The preHandlerChainMux is handled before any authn/authz in the cache server:
https://github.com/kcp-dev/kcp/blob/aaf93d59cbcd0cefb70d94bd8959ce390547c4a2/pkg/server/config.go#L514-L518
This results in the cache server being proxied before any authn/authz in the handler chain takes place.
Attack Vectors
1. Unauthenticated Read Access (Primary)
An attacker can read all replicated resources from the cache without any credentials. This exposes:
| Category | Resources | Severity | Reason |
|---|---|---|---|
| RBAC | clusterroles, clusterrolebindings (filtered by annotation) | High | Only subset with internal.kcp.io/replicate annotation: access rules, APIExport bind/content rules, WorkspaceType use rules. Reveals permission structure for API access and tenancy. Roles/RoleBindings NOT replicated. |
| Infrastructure | logicalclusters, shards | High | Reveals full cluster topology and shard configuration |
| API surface | apiexports, apiexportendpointslices, apiresourceschemas | High | Reveals all exported APIs and their network endpoints |
| Admission control | mutatingwebhookconfigurations, validatingwebhookconfigurations, validatingadmissionpolicies | High | Reveals admission policies, aids bypass |
| Tenancy | workspacetypes | Medium | Reveals workspace structure |
| Cache metadata | cachedobjects, cachedresources, cachedresourceendpointslices | Medium | Exposes cache state and resource endpoints |
2. Write Access with Race Condition (Secondary)
The cache server allows full CRUD operations. While injected objects are cleaned up by the replication controller, a race condition exists that could allow temporary privilege escalation.
The race window:
- Attacker POSTs a malicious ClusterRole + ClusterRoleBinding to the cache server
- Cache etcd watch fires and notifies two consumers in parallel:
2.1. The authorization informer (CacheKubeSharedInformerFactory) updates its in-memory store, the GlobalAuthorizer and WorkspaceContentAuthorizer now see the injected RBAC rules
2.2. The replication controller's informer enqueues a reconcile to its workqueue - Replication controller worker dequeues, calls getLocalCopy() → not found, deletes the object
Between steps 2 and 3, any API request hitting the GlobalAuthorizer (global_authorizer.go:89-101) would evaluate RBAC against a store that includes the attacker's injected rules. The authorization informer and the replication controller share the same CacheKubeSharedInformerFactory (config.go:361), so the object is visible to authorization as soon as the informer cache updates, before the replication controller can process and delete it.
Practical exploitability is low, the window is sub-second, requiring the attacker to fire the privileged API request with precise timing. However, it could be automated in a tight loop. The workqueue rate limiter could also widen the window under load.
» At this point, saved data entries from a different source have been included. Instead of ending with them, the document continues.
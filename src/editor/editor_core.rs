//! The part of the editor that plugins and core APIs share.

use std::collections::VecDeque;

use crate::convert::{self, DomIndexer, ModelToDomOptions};
use crate::dom::{Dom, DomSelection, NodeId};
use crate::editor::format::InFlight;
use crate::editor::options::Environment;
use crate::editor::state::{
    CacheState, EntityMapState, FormatState, LifecycleState, UndoState,
};
use crate::error::{Error, Result};
use crate::input::KeyboardEvent;
use crate::model::{ContentModelDocument, SegmentFormat};
use crate::plugin::PluginEvent;
use crate::undo::UndoSnapshotsService;

/// Work to run after the host finished its default handling of the current
/// event (an animation frame in a browser).
pub type DeferredTask = Box<dyn FnOnce(&mut EditorCore) -> Result<()>>;

/// DOM, selection and per-plugin state of one editor.
///
/// Plugin events raised through core APIs are queued here and delivered by
/// [`Editor`](crate::Editor) once the current dispatch returns, so a plugin
/// handling one event never re-enters another plugin.
pub struct EditorCore {
    dom: Dom,
    root: NodeId,
    selection: Option<DomSelection>,
    pub(crate) cache: CacheState,
    pub(crate) undo: UndoState,
    pub(crate) lifecycle: LifecycleState,
    pub(crate) format: FormatState,
    pub(crate) entities: EntityMapState,
    events: VecDeque<PluginEvent>,
    deferred: VecDeque<DeferredTask>,
    environment: Environment,
    add_delimiter_for_entity: bool,
    pub(crate) in_flight: Option<InFlight>,
}

impl EditorCore {
    pub(crate) fn new(
        dom: Dom,
        root: NodeId,
        undo: Box<dyn UndoSnapshotsService>,
        disable_cache: bool,
        add_delimiter_for_entity: bool,
        environment: Environment,
        default_format: SegmentFormat,
    ) -> Self {
        Self {
            dom,
            root,
            selection: None,
            cache: CacheState {
                indexer: (!disable_cache).then(DomIndexer::new),
                ..CacheState::default()
            },
            undo: UndoState {
                service: undo,
                has_new_content: false,
            },
            lifecycle: LifecycleState::default(),
            format: FormatState {
                pending_format: None,
                default_format,
            },
            entities: EntityMapState::default(),
            events: VecDeque::new(),
            deferred: VecDeque::new(),
            environment,
            add_delimiter_for_entity,
            in_flight: None,
        }
    }

    /// Fail with [`Error::Disposed`] once the editor is disposed.
    pub fn ensure_alive(&self) -> Result<()> {
        if self.lifecycle.is_disposed {
            return Err(Error::Disposed);
        }
        Ok(())
    }

    #[must_use]
    pub fn dom(&self) -> &Dom {
        &self.dom
    }

    /// Direct DOM access, as native browser editing would have. Changes made
    /// this way are not seen by a cached model until it is invalidated or
    /// reconciled.
    pub fn dom_mut(&mut self) -> &mut Dom {
        &mut self.dom
    }

    /// The content-editable root element.
    #[must_use]
    pub const fn root(&self) -> NodeId {
        self.root
    }

    #[must_use]
    pub const fn environment(&self) -> Environment {
        self.environment
    }

    #[must_use]
    pub const fn is_disposed(&self) -> bool {
        self.lifecycle.is_disposed
    }

    #[must_use]
    pub const fn is_in_shadow_edit(&self) -> bool {
        self.lifecycle.shadow_edit
    }

    #[must_use]
    pub const fn add_delimiter_for_entity(&self) -> bool {
        self.add_delimiter_for_entity
    }

    #[must_use]
    pub const fn cache_state(&self) -> &CacheState {
        &self.cache
    }

    #[must_use]
    pub const fn undo_state(&self) -> &UndoState {
        &self.undo
    }

    #[must_use]
    pub const fn format_state(&self) -> &FormatState {
        &self.format
    }

    pub fn format_state_mut(&mut self) -> &mut FormatState {
        &mut self.format
    }

    #[must_use]
    pub const fn entity_map(&self) -> &EntityMapState {
        &self.entities
    }

    /// Current selection without the disposed check.
    #[must_use]
    pub const fn selection(&self) -> Option<&DomSelection> {
        self.selection.as_ref()
    }

    pub fn get_dom_selection(&self) -> Result<Option<DomSelection>> {
        self.ensure_alive()?;
        Ok(self.selection)
    }

    /// Move the selection and queue `SelectionChanged` when it differs.
    pub fn set_dom_selection(&mut self, selection: Option<DomSelection>) -> Result<()> {
        self.ensure_alive()?;
        if self.selection == selection {
            return Ok(());
        }
        let old = std::mem::replace(&mut self.selection, selection);
        self.events.push_back(PluginEvent::SelectionChanged {
            new: selection,
            old,
        });
        Ok(())
    }

    /// Replace the selection without telling plugins. Used after a write,
    /// where the cached model already matches the new selection.
    pub(crate) fn set_selection_silently(&mut self, selection: Option<DomSelection>) {
        self.selection = selection;
    }

    /// Queue an event for delivery to every plugin.
    pub fn trigger_event(&mut self, event: PluginEvent) -> Result<()> {
        self.ensure_alive()?;
        tracing::trace!(event = event.name(), "plugin event queued");
        self.events.push_back(event);
        Ok(())
    }

    pub(crate) fn next_event(&mut self) -> Option<PluginEvent> {
        self.events.pop_front()
    }

    #[must_use]
    pub fn has_pending_events(&self) -> bool {
        !self.events.is_empty()
    }

    /// Run `task` after the host finished handling the current event. The
    /// task must tolerate its nodes having been detached meanwhile.
    pub fn schedule_deferred(
        &mut self,
        task: impl FnOnce(&mut Self) -> Result<()> + 'static,
    ) -> Result<()> {
        self.ensure_alive()?;
        self.deferred.push_back(Box::new(task));
        Ok(())
    }

    pub(crate) fn take_deferred(&mut self) -> Vec<DeferredTask> {
        self.deferred.drain(..).collect()
    }

    #[must_use]
    pub fn has_deferred(&self) -> bool {
        !self.deferred.is_empty()
    }

    /// Tell plugins that a keystroke is about to be handled through the
    /// model instead of natively.
    pub fn notify_before_keyboard_editing(&mut self, raw: &KeyboardEvent) -> Result<()> {
        self.trigger_event(PluginEvent::BeforeKeyboardEditing { raw: *raw })
    }

    /// The model of the current content.
    ///
    /// Without `selection_override` the cached model is returned when there
    /// is one; otherwise the DOM is converted and, with caching enabled, the
    /// result is kept as the new cache.
    pub fn create_content_model(
        &mut self,
        selection_override: Option<&DomSelection>,
    ) -> Result<ContentModelDocument> {
        self.ensure_alive()?;
        if selection_override.is_none() {
            if let Some(model) = &self.cache.model {
                return Ok(model.clone());
            }
        }
        let model = self.build_model(selection_override);
        if selection_override.is_none() && self.cache.is_enabled() {
            self.cache.model = Some(model.clone());
        }
        Ok(model)
    }

    /// Convert the DOM. The indexer is refilled unless a selection override
    /// makes the result unsuitable for caching.
    pub(crate) fn build_model(&mut self, selection_override: Option<&DomSelection>) -> ContentModelDocument {
        match selection_override {
            Some(selection) => convert::create_content_model(&self.dom, self.root, Some(selection), None),
            None => convert::create_content_model(
                &self.dom,
                self.root,
                self.selection.as_ref(),
                self.cache.indexer.as_mut(),
            ),
        }
    }

    /// Write `model` into the DOM and select what it selects. With caching
    /// enabled the model becomes the cache.
    pub fn set_content_model(&mut self, model: ContentModelDocument) -> Result<Option<DomSelection>> {
        self.ensure_alive()?;
        let selection = self.write_model(&model)?;
        self.set_selection_silently(selection);
        if self.cache.is_enabled() {
            self.cache.model = Some(model);
        }
        Ok(selection)
    }

    pub(crate) fn write_model(&mut self, model: &ContentModelDocument) -> Result<Option<DomSelection>> {
        let options = ModelToDomOptions {
            add_delimiter_for_entity: self.add_delimiter_for_entity,
        };
        convert::set_content_model(&mut self.dom, self.root, model, &options, self.cache.indexer.as_mut())
    }

    /// Move the selection of the cached model to `new` through the indexer.
    /// False when nothing is cached or the indexer cannot do it.
    pub(crate) fn reconcile_cached_selection(
        &mut self,
        new: &DomSelection,
        old: Option<&DomSelection>,
    ) -> bool {
        let (Some(model), Some(indexer)) = (self.cache.model.as_mut(), self.cache.indexer.as_ref())
        else {
            return false;
        };
        indexer.reconcile_selection(&self.dom, model, new, old)
    }

    /// Drop the cached model now, or at the end of the outermost transaction
    /// when called from inside one.
    pub fn clear_model_cache(&mut self) {
        if self.in_flight.is_some() {
            self.cache.pending_clear = true;
        } else {
            self.cache.invalidate();
        }
    }

    pub(crate) fn mark_disposed(&mut self) {
        self.lifecycle.is_disposed = true;
        self.cache.invalidate();
        self.events.clear();
        self.deferred.clear();
    }
}

impl std::fmt::Debug for EditorCore {
    fn fmt(&self, f: &mut std::fmt::Formatter<'_>) -> std::fmt::Result {
        f.debug_struct("EditorCore")
            .field("root", &self.root)
            .field("selection", &self.selection)
            .field("lifecycle", &self.lifecycle)
            .field("has_cached_model", &self.cache.model.is_some())
            .field("pending_events", &self.events.len())
            .finish_non_exhaustive()
    }
}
Self-healing mechanism: The replication controller acts as a self-healing mechanism. Objects injected into the cache are deleted almost instantly because:
Creating an object in cache triggers the cache informer
Replication controller reconciles, calls getLocalCopy() → not found
Controller calls deleteObject() on the cache copy (replication_reconcile.go:157-168)
Replicatable
Start a kcp root shard and query the cache server, e.g. with:
curl --insecure 'https://root.vespucci.genericcontrolplane.io:6443/services/cache/shards/root/clusters/root/apis/apis.kcp.io/v1alpha1'
Workarounds
Network-level access control: Restrict access to /services/cache/* paths at the load balancer, reverse proxy, or firewall level.
External cache server: Deploy the cache server separately with its own kubeconfig (--cache-server-kubeconfig) and restrict network access to it.
Impact
Who is affected: Any kcp deployment where the root shard is network-reachable by untrusted clients. This applies when:
- Helm chart deployments: Affected if the shard's Service or Ingress exposes port 6443 externally.
- Operator deployments: Affected if the Shard resource has spec.externalURL set (or spec.baseURL, externalURL defaults to baseURL if unset). When a shard has an external URL, clients route to it directly, exposing the /services/cache/* path.
- Any deployment method: If the root shard's --shard-external-url is set and reachable from untrusted networks, the cache server is exposed.
Not affected: Deployments where the root shard is behind a front-proxy and is not directly reachable. The front-proxy does not forward /services/cache/* requests.
Write persistence: The replication controller watches the cache informer and acts as a self-healing mechanism. Objects injected into the cache are deleted almost instantly (sub-second) because:
- Creating an object in cache triggers the cache informer
- Replication controller reconciles, calls getLocalCopy() → not found
- Controller calls deleteObject() on the cache copy (replication_reconcile.go:157-168)
A critical operation is accessible without requiring any authentication. Typical impact: any user can invoke the privileged function.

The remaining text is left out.